This is their lucky thirteenth album, thirty years into their career, and it lush. Only Andrew Craighan and Aaron Stainthorpe are still on board from the beginning and the former provides all the guitarwork here, because new fish Neil Blanchett didn't join until the album was done. It's also the first to feature Jeff Singer, formerly of Paradise Lost, behind the drumkit. Bassist Lena Abé has been with the band for over a decade now, as has Shaun MacGowan on keyboards and violin.
The band's sound has always remained identifiably theirs even with a musical shift or three over the years. This is emphatically doom metal but with some death on the side, Stainthorpe shifting to death growls at points on quite a few songs. The gothic metal aspect The gothic metal aspect mostly manifests through the violin and guest cello from Jo Quail, which provide an elegance that fits the relentless slow pace. Every note is chosen as carefully as the lacquer on a magahony Victorian box or the polish on a brass fitting.
The album breaks into sections for me. The first includes three songs, which include the two singles thus far, but oddly it's the least worthy section to me. Sure, it simply reeks of anguish and can't be ignored but, compared with what comes later, it sounds like an excellent band warming up. The interlude between this and the second half is The Solace, an even more emotional piece that's entirely bereft of bass or drums. It's entirely solo guitar, if never guitar solos, and it's directed by the guest folk vocals of Lindy-Fay Hella.
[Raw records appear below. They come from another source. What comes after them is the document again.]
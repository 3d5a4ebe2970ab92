//! Tunable limits for the execution core.

pub const MIN_MEMORY_LIMIT_BYTES: usize = 32 * 1024 * 1024;
pub const MAX_MEMORY_LIMIT_BYTES: usize = 64 * 1024 * 1024;
pub const DEFAULT_STACK_SIZE_BYTES: usize = 512 * 1024;
pub const DEFAULT_TIMEOUT_MS: u64 = 5_000;
pub const DEFAULT_POOL_SIZE: usize = 3;
pub const DEFAULT_CACHE_CAPACITY: usize = 100;

/// How `globals_json` is exposed to script. Defaults to `Namespaced`,
/// kept as an enum so the choice is visible and test-addressable rather
/// than a silent hardcoded string.
#[derive(Debug, Clone, Copy, PartialEq, Eq, Default)]
pub enum GlobalsPolicy {
    /// Globals are exposed under a single `__globals` object.
    #[default]
    Namespaced,
    /// Globals are spread as top-level identifiers. Not used by default;
    /// kept for completeness and for tests that assert namespacing wins.
    Spread,
}

/// Per-engine resource limits.
#[derive(Debug, Clone, Copy)]
pub struct Limits {
    pub memory_limit_bytes: usize,
    pub max_stack_size_bytes: usize,
}

impl Default for Limits {
    fn default() -> Self {
        Self {
            memory_limit_bytes: MAX_MEMORY_LIMIT_BYTES,
            max_stack_size_bytes: DEFAULT_STACK_SIZE_BYTES,
        }
    }
}

impl Limits {
    pub fn with_memory_limit_bytes(mut self, bytes: usize) -> Self {
        self.memory_limit_bytes = bytes.clamp(MIN_MEMORY_LIMIT_BYTES, MAX_MEMORY_LIMIT_BYTES);
        self
    }

    pub fn with_max_stack_size_bytes(mut self, bytes: usize) -> Self {
        self.max_stack_size_bytes = bytes;
        self
    }
}

/// Top-level configuration for the execution service: pool size, cache
/// capacity, default timeout, per-engine limits, and the globals policy.
#[derive(Debug, Clone, Copy)]
pub struct ExecutionServiceConfig {
    pub limits: Limits,
    pub default_timeout_ms: u64,
    pub pool_size: usize,
    pub cache_capacity: usize,
    pub globals_policy: GlobalsPolicy,
}

impl Default for ExecutionServiceConfig {
    fn default() -> Self {
        Self {
            limits: Limits::default(),
            default_timeout_ms: DEFAULT_TIMEOUT_MS,
            pool_size: DEFAULT_POOL_SIZE,
            cache_capacity: DEFAULT_CACHE_CAPACITY,
            globals_policy: GlobalsPolicy::default(),
        }
    }
}

impl ExecutionServiceConfig {
    pub fn builder() -> ExecutionServiceConfigBuilder {
        ExecutionServiceConfigBuilder::default()
    }
}

#[derive(Debug, Default)]
pub struct ExecutionServiceConfigBuilder {
    config: ExecutionServiceConfig,
}

impl ExecutionServiceConfigBuilder {
    pub fn with_limits(mut self, limits: Limits) -> Self {
        self.config.limits = limits;
        self
    }

    pub fn with_default_timeout_ms(mut self, ms: u64) -> Self {
        self.config.default_timeout_ms = ms;
        self
    }

    pub fn with_pool_size(mut self, size: usize) -> Self {
        self.config.pool_size = size.max(1);
        self
    }

    pub fn with_cache_capacity(mut self, capacity: usize) -> Self {
        self.config.cache_capacity = capacity.max(1);
        self
    }

    pub fn with_globals_policy(mut self, policy: GlobalsPolicy) -> Self {
        self.config.globals_policy = policy;
        self
    }

    pub fn build(self) -> ExecutionServiceConfig {
        self.config
    }
}

#[cfg(test)]
mod tests {
    use super::*;

    #[test]
    fn limits_clamp_memory_to_the_allowed_range() {
        let limits = Limits::default().with_memory_limit_bytes(1);
        assert_eq!(limits.memory_limit_bytes, MIN_MEMORY_LIMIT_BYTES);

        let limits = Limits::default().with_memory_limit_bytes(usize::MAX);
        assert_eq!(limits.memory_limit_bytes, MAX_MEMORY_LIMIT_BYTES);
    }

    #[test]
    fn builder_without_overrides_matches_the_documented_defaults() {
        let config = ExecutionServiceConfig::builder().build();
        assert_eq!(config.pool_size, DEFAULT_POOL_SIZE);
        assert_eq!(config.cache_capacity, DEFAULT_CACHE_CAPACITY);
        assert_eq!(config.default_timeout_ms, DEFAULT_TIMEOUT_MS);
        assert_eq!(config.globals_policy, GlobalsPolicy::Namespaced);
    }
}
//! Typed error kinds for the execution core, plus the conversion into the
//! outcome-JSON contract that host callers actually see.

use serde::Serialize;
use thiserror::Error;

/// Error kinds surfaced by the execution core.
///
/// These are kinds, not a hierarchy of engine internals: callers match on
/// `ExecError` to decide retry/backoff policy without parsing message text.
#[derive(Debug, Error)]
pub enum ExecError {
    #[error("engine pool exhausted")]
    PoolExhausted,

    #[error("compile error: {message}")]
    Compile { message: String },

    #[error("evaluation error: {message}")]
    Eval { message: String, stack: String },

    #[error("promise rejected: {message}")]
    PromiseRejection { message: String, stack: String },

    #[error("execution interrupted or timed out")]
    Interrupted,

    #[error("host call rejected: {message}")]
    HostCallRejected { message: String },

    #[error("failed to parse JSON: {0}")]
    JsonParse(String),

    #[error("internal error: {0}")]
    Internal(String),
}

impl ExecError {
    fn code(&self) -> &'static str {
        match self {
            ExecError::PoolExhausted => "ENGINE_POOL_EXHAUSTED",
            _ => "EXECUTION_ERROR",
        }
    }

    fn message(&self) -> String {
        match self {
            ExecError::PoolExhausted => String::new(),
            ExecError::Compile { message } => message.clone(),
            ExecError::Eval { message, .. } => message.clone(),
            ExecError::PromiseRejection { message, .. } => message.clone(),
            ExecError::Interrupted => "execution was interrupted or timed out".to_string(),
            ExecError::HostCallRejected { message } => message.clone(),
            ExecError::JsonParse(message) => message.clone(),
            ExecError::Internal(message) => message.clone(),
        }
    }

    fn stack(&self) -> String {
        match self {
            ExecError::Eval { stack, .. } | ExecError::PromiseRejection { stack, .. } => {
                stack.clone()
            }
            _ => String::new(),
        }
    }
}

/// The outcome-JSON contract: success carries a result value, failure
/// carries a stable error code plus human-readable detail.
#[derive(Debug, Serialize)]
#[serde(untagged)]
pub enum Outcome {
    Success {
        success: bool,
        result: serde_json::Value,
    },
    PoolExhausted {
        success: bool,
        error: &'static str,
    },
    Failure {
        success: bool,
        error: &'static str,
        message: String,
        stack: String,
    },
}

impl Outcome {
    pub fn success(result: serde_json::Value) -> Self {
        Outcome::Success {
            success: true,
            result,
        }
    }

    pub fn to_json(&self) -> String {
        serde_json::to_string(self).unwrap_or_else(|_| {
            r#"{"success":false,"error":"INTERNAL_ERROR","message":"failed to serialize outcome"}"#
                .to_string()
        })
    }
}

impl From<ExecError> for Outcome {
    fn from(err: ExecError) -> Self {
        if matches!(err, ExecError::PoolExhausted) {
            return Outcome::PoolExhausted {
                success: false,
                error: err.code(),
            };
        }
        Outcome::Failure {
            success: false,
            error: err.code(),
            message: err.message(),
            stack: err.stack(),
        }
    }
}
//! Orchestrates one script execution end to end: fingerprint, acquire,
//! compile-or-cache-hit, pump, release.

use std::collections::HashMap;
use std::sync::atomic::{AtomicU64, Ordering};
use std::sync::{Arc, Mutex};
use std::time::{Duration, Instant};

use serde::Serialize;
use serde_json::Value as Json;
use tracing::instrument;

use crate::bridge::{PendingCall, Settlement};
use crate::cache::{fingerprint, BytecodeCache, CacheStats};
use crate::config::{ExecutionServiceConfig, GlobalsPolicy};
use crate::engine::Engine;
use crate::error::{ExecError, Outcome};
use crate::pool::EnginePool;

/// How often the pump/wait loop re-checks for progress while a host
/// callback is outstanding.
const POLL_SLICE: Duration = Duration::from_millis(5);

#[derive(Debug, Serialize)]
pub struct ServiceStats {
    pub executions: u64,
    pub hits: u64,
    pub misses: u64,
}

/// Public entry point for running scripts against the pooled engines and
/// shared bytecode cache.
pub struct ExecutionService {
    pool: EnginePool,
    cache: BytecodeCache,
    config: ExecutionServiceConfig,
    execution_counter: AtomicU64,
    /// In-flight executions, keyed by execution-id, so that
    /// `poll_pending_call`/`resolve_native_call`/`reject_native_call`/
    /// `interrupt` can reach a running execution from another thread
    /// while `execute` blocks the calling thread on its pump loop.
    handles: Mutex<HashMap<String, Arc<Engine>>>,
}

impl ExecutionService {
    pub fn new(config: ExecutionServiceConfig) -> anyhow::Result<Self> {
        Ok(Self {
            pool: EnginePool::new(config.pool_size, config.limits)?,
            cache: BytecodeCache::new(config.cache_capacity),
            config,
            execution_counter: AtomicU64::new(0),
            handles: Mutex::new(HashMap::new()),
        })
    }

    pub fn with_default_config() -> anyhow::Result<Self> {
        Self::new(ExecutionServiceConfig::default())
    }

    fn next_execution_id(&self) -> String {
        let n = self.execution_counter.fetch_add(1, Ordering::Relaxed);
        format!("exec-{n}")
    }

    /// Runs `script_text` to completion (or timeout/interruption) and
    /// returns the outcome-JSON contract described in the external
    /// interfaces.
    #[instrument(skip_all, level = "info", fields(timeout_ms))]
    pub fn execute(
        &self,
        script_text: &str,
        params_json: &str,
        globals_json: &str,
        native_func_names: &[String],
        timeout_ms: u64,
    ) -> String {
        match self.execute_inner(script_text, params_json, globals_json, native_func_names, timeout_ms) {
            Ok(result) => Outcome::success(result).to_json(),
            Err(err) => Outcome::from(err).to_json(),
        }
    }

    fn execute_inner(
        &self,
        script_text: &str,
        params_json: &str,
        globals_json: &str,
        native_func_names: &[String],
        timeout_ms: u64,
    ) -> Result<Json, ExecError> {
        let fp = fingerprint(script_text);

        let Some(engine) = self.pool.acquire() else {
            return Err(ExecError::PoolExhausted);
        };
        let engine = Arc::new(engine);
        let execution_id = self.next_execution_id();
        self.handles
            .lock()
            .expect("execution handle registry poisoned")
            .insert(execution_id.clone(), engine.clone());

        // From here on the engine must always be released, even on error.
        let result = (|| -> Result<Json, ExecError> {
            engine.begin_execution(execution_id.clone());
            engine.arm_timeout(timeout_ms);

            for name in native_func_names {
                engine.register_native_function(name)?;
            }

            if self.config.globals_policy == GlobalsPolicy::Namespaced {
                // Always set, even to "{}": the engine is pool-reused, so
                // skipping this on an empty-globals run would leave a
                // previous execution's __globals visible to this one.
                let normalized = normalize_globals(globals_json);
                engine.set_global_variable("__globals", &normalized)?;
            } else {
                inject_spread_globals(&engine, globals_json)?;
            }

            let params_json = normalize_params(params_json);

            if let Some(bytes) = self.cache.get(&fp) {
                tracing::debug!(fingerprint = %fp, "bytecode cache hit");
                engine.execute_bytecode(&bytes, &params_json)?;
            } else {
                tracing::debug!(fingerprint = %fp, "bytecode cache miss");
                let bytes = engine.compile(script_text)?;
                self.cache.put(fp.clone(), bytes.clone());
                engine.execute_bytecode(&bytes, &params_json)?;
            }

            let deadline = Instant::now() + Duration::from_millis(timeout_ms);
            loop {
                match engine.pump() {
                    Settlement::Settled => break,
                    Settlement::Error => {
                        return Err(ExecError::Eval {
                            message: engine.get_error(),
                            stack: engine.get_stack(),
                        });
                    }
                    Settlement::Pending => {
                        if Instant::now() >= deadline {
                            engine.interrupt();
                            // one more pump to let the interrupt surface as an error
                            let _ = engine.pump();
                            return Err(ExecError::Interrupted);
                        }
                        let slice_end = std::cmp::min(deadline, Instant::now() + POLL_SLICE);
                        engine.wait_for_progress(slice_end);
                    }
                }
            }

            if engine.has_error() {
                return Err(ExecError::Eval {
                    message: engine.get_error(),
                    stack: engine.get_stack(),
                });
            }

            serde_json::from_str(&engine.get_result())
                .map_err(|e| ExecError::Internal(format!("result JSON was malformed: {e}")))
        })();

        self.handles
            .lock()
            .expect("execution handle registry poisoned")
            .remove(&execution_id);

        match Arc::try_unwrap(engine) {
            Ok(engine) => self.pool.release(engine),
            Err(_) => {
                // A host call raced the final poll/resolve against
                // completion and still holds a clone. Rather than block
                // release on that clone dropping, replace the pool slot
                // outright; the orphaned engine is freed once the host's
                // reference goes away.
                tracing::error!(%execution_id, "engine handle still referenced at release time; replacing pool slot");
                if let Ok(replacement) = Engine::new(self.pool.limits()) {
                    self.pool.release(replacement);
                }
            }
        }

        result
    }

    /// Dequeues the oldest pending native call for `handle`, or `None` if
    /// there is none or the handle is unknown (execution already ended).
    pub fn poll_pending_call(&self, handle: &str) -> Option<PendingCall> {
        self.handle_engine(handle)?.poll_pending_call()
    }

    /// Lists the handles of executions currently in flight. A host
    /// dispatcher that does not already know which handle to poll (the
    /// synchronous `execute` entry point does not hand one back until it
    /// returns) can use this to discover them, then drain each with
    /// [`Self::poll_pending_call`].
    pub fn in_flight_handles(&self) -> Vec<String> {
        self.handles
            .lock()
            .expect("execution handle registry poisoned")
            .keys()
            .cloned()
            .collect()
    }

    /// Convenience over [`Self::in_flight_handles`] +
    /// [`Self::poll_pending_call`]: returns the first pending call found
    /// across any in-flight execution, paired with its handle.
    pub fn poll_any_pending_call(&self) -> Option<(String, PendingCall)> {
        let handles = self.handles.lock().expect("execution handle registry poisoned");
        for (handle, engine) in handles.iter() {
            if let Some(call) = engine.poll_pending_call() {
                return Some((handle.clone(), call));
            }
        }
        None
    }

    /// Resolves `call_id` on the execution identified by `handle`. A
    /// no-op if the handle or call-id is unknown.
    pub fn resolve_native_call(&self, handle: &str, call_id: &str, result_json: &str) {
        if let Some(engine) = self.handle_engine(handle) {
            engine.resolve_native_call(call_id, result_json);
        }
    }

    /// Rejects `call_id` on the execution identified by `handle`. A no-op
    /// if the handle or call-id is unknown.
    pub fn reject_native_call(&self, handle: &str, call_id: &str, error_message: &str) {
        if let Some(engine) = self.handle_engine(handle) {
            engine.reject_native_call(call_id, error_message);
        }
    }

    /// Cooperatively cancels the execution identified by `handle`. A
    /// no-op if the handle is unknown (already completed).
    pub fn interrupt(&self, handle: &str) {
        if let Some(engine) = self.handle_engine(handle) {
            engine.interrupt();
        }
    }

    fn handle_engine(&self, handle: &str) -> Option<Arc<Engine>> {
        self.handles
            .lock()
            .expect("execution handle registry poisoned")
            .get(handle)
            .cloned()
    }

    pub fn stats(&self) -> ServiceStats {
        let CacheStats { hits, misses, .. } = self.cache.stats();
        ServiceStats {
            executions: self.execution_counter.load(Ordering::Relaxed),
            hits,
            misses,
        }
    }

    pub fn get_stats_json(&self) -> String {
        serde_json::to_string(&self.stats()).unwrap_or_else(|_| "{}".to_string())
    }

    pub fn clear_cache(&self) {
        self.cache.clear();
    }
}

/// `params` always exists in script, even when the caller supplies empty
/// or `null` JSON — scripts routinely do `params.foo` with no null-check.
fn normalize_params(params_json: &str) -> String {
    let trimmed = params_json.trim();
    if trimmed.is_empty() || trimmed == "null" {
        return "{}".to_string();
    }
    match serde_json::from_str::<Json>(trimmed) {
        Ok(_) => trimmed.to_string(),
        Err(_) => {
            tracing::warn!("params JSON failed to parse, degrading to {{}}");
            "{}".to_string()
        }
    }
}

fn normalize_globals(globals_json: &str) -> String {
    let trimmed = globals_json.trim();
    if trimmed.is_empty() || trimmed == "null" {
        return "{}".to_string();
    }
    match serde_json::from_str::<Json>(trimmed) {
        Ok(Json::Object(map)) if map.is_empty() => "{}".to_string(),
        Ok(_) => trimmed.to_string(),
        Err(_) => {
            tracing::warn!("globals JSON failed to parse, degrading to {{}}");
            "{}".to_string()
        }
    }
}

/// Alternative globals policy kept for completeness (see DESIGN.md); not
/// used by default. Spreads each top-level key of `globals_json` as its
/// own global identifier.
fn inject_spread_globals(engine: &crate::engine::Engine, globals_json: &str) -> Result<(), ExecError> {
    let normalized = normalize_globals(globals_json);
    let parsed: Json = serde_json::from_str(&normalized)
        .map_err(|e| ExecError::Internal(format!("unreachable: normalized globals invalid: {e}")))?;
    if let Json::Object(map) = parsed {
        for (key, value) in map {
            engine.set_global_variable(&key, &value.to_string())?;
        }
    }
    Ok(())
}

#[cfg(test)]
mod tests {
    use super::*;

    fn service() -> ExecutionService {
        ExecutionService::with_default_config().expect("service init")
    }

    #[test]
    fn simple_arithmetic_executes_successfully() {
        let svc = service();
        let outcome = svc.execute("return 1 + 2;", "{}", "{}", &[], 5000);
        assert_eq!(outcome, r#"{"success":true,"result":3}"#);
    }

    #[test]
    fn params_are_visible_to_the_script() {
        let svc = service();
        let outcome = svc.execute("return params.x * 2;", r#"{"x":21}"#, "{}", &[], 5000);
        assert_eq!(outcome, r#"{"success":true,"result":42}"#);
    }

    #[test]
    fn repeated_execution_hits_the_cache() {
        let svc = service();
        let script = "return 7;";
        let first = svc.execute(script, "{}", "{}", &[], 5000);
        let stats_after_first = svc.stats();
        let second = svc.execute(script, "{}", "{}", &[], 5000);
        let stats_after_second = svc.stats();

        assert_eq!(first, second);
        assert_eq!(stats_after_second.hits, stats_after_first.hits + 1);
        assert_eq!(stats_after_second.misses, stats_after_first.misses);
    }

    #[test]
    fn infinite_loop_times_out() {
        let svc = service();
        let outcome = svc.execute("while (true) {}", "{}", "{}", &[], 200);
        assert!(outcome.contains("\"success\":false"));
        assert!(outcome.contains("EXECUTION_ERROR"));
    }

    #[test]
    fn pool_exhaustion_is_reported_without_blocking() {
        let config = ExecutionServiceConfig::builder().with_pool_size(1).build();
        let svc = ExecutionService::new(config).unwrap();
        let engine = svc.pool.acquire().unwrap();
        let outcome = svc.execute("return 1;", "{}", "{}", &[], 1000);
        assert_eq!(outcome, r#"{"success":false,"error":"ENGINE_POOL_EXHAUSTED"}"#);
        svc.pool.release(engine);
    }

    #[test]
    fn native_functions_do_not_leak_across_pooled_executions() {
        let config = ExecutionServiceConfig::builder().with_pool_size(1).build();
        let svc = ExecutionService::new(config).unwrap();

        let first = svc.execute("return typeof hostFn;", "{}", "{}", &["hostFn".to_string()], 1000);
        assert_eq!(first, r#"{"success":true,"result":"function"}"#);

        let second = svc.execute("return typeof hostFn;", "{}", "{}", &[], 1000);
        assert_eq!(second, r#"{"success":true,"result":"undefined"}"#);
    }

    #[test]
    fn globals_do_not_leak_across_pooled_executions() {
        let config = ExecutionServiceConfig::builder().with_pool_size(1).build();
        let svc = ExecutionService::new(config).unwrap();

        let first = svc.execute("return __globals.tenant;", "{}", r#"{"tenant":"acme"}"#, &[], 1000);
        assert_eq!(first, r#"{"success":true,"result":"acme"}"#);

        let second = svc.execute("return typeof __globals.tenant;", "{}", "{}", &[], 1000);
        assert_eq!(second, r#"{"success":true,"result":"undefined"}"#);
    }

    #[test]
    fn globals_are_namespaced_under_dunder_globals() {
        let svc = service();
        let outcome = svc.execute(
            "return __globals.tenant;",
            "{}",
            r#"{"tenant":"acme"}"#,
            &[],
            5000,
        );
        assert_eq!(outcome, r#"{"success":true,"result":"acme"}"#);
    }
}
And then we get serious. After half an hour or so, my breathing had slowed to match the music as if I was entering a meditative state and it's here in The Long Black Land that I fell fully into sync. It starts well with Quail's cello and a slower pace even than before, teases at speed with a neat churn or two and adds emphasis with a death growl from Stainthorpe. But then the midsection truly captured me.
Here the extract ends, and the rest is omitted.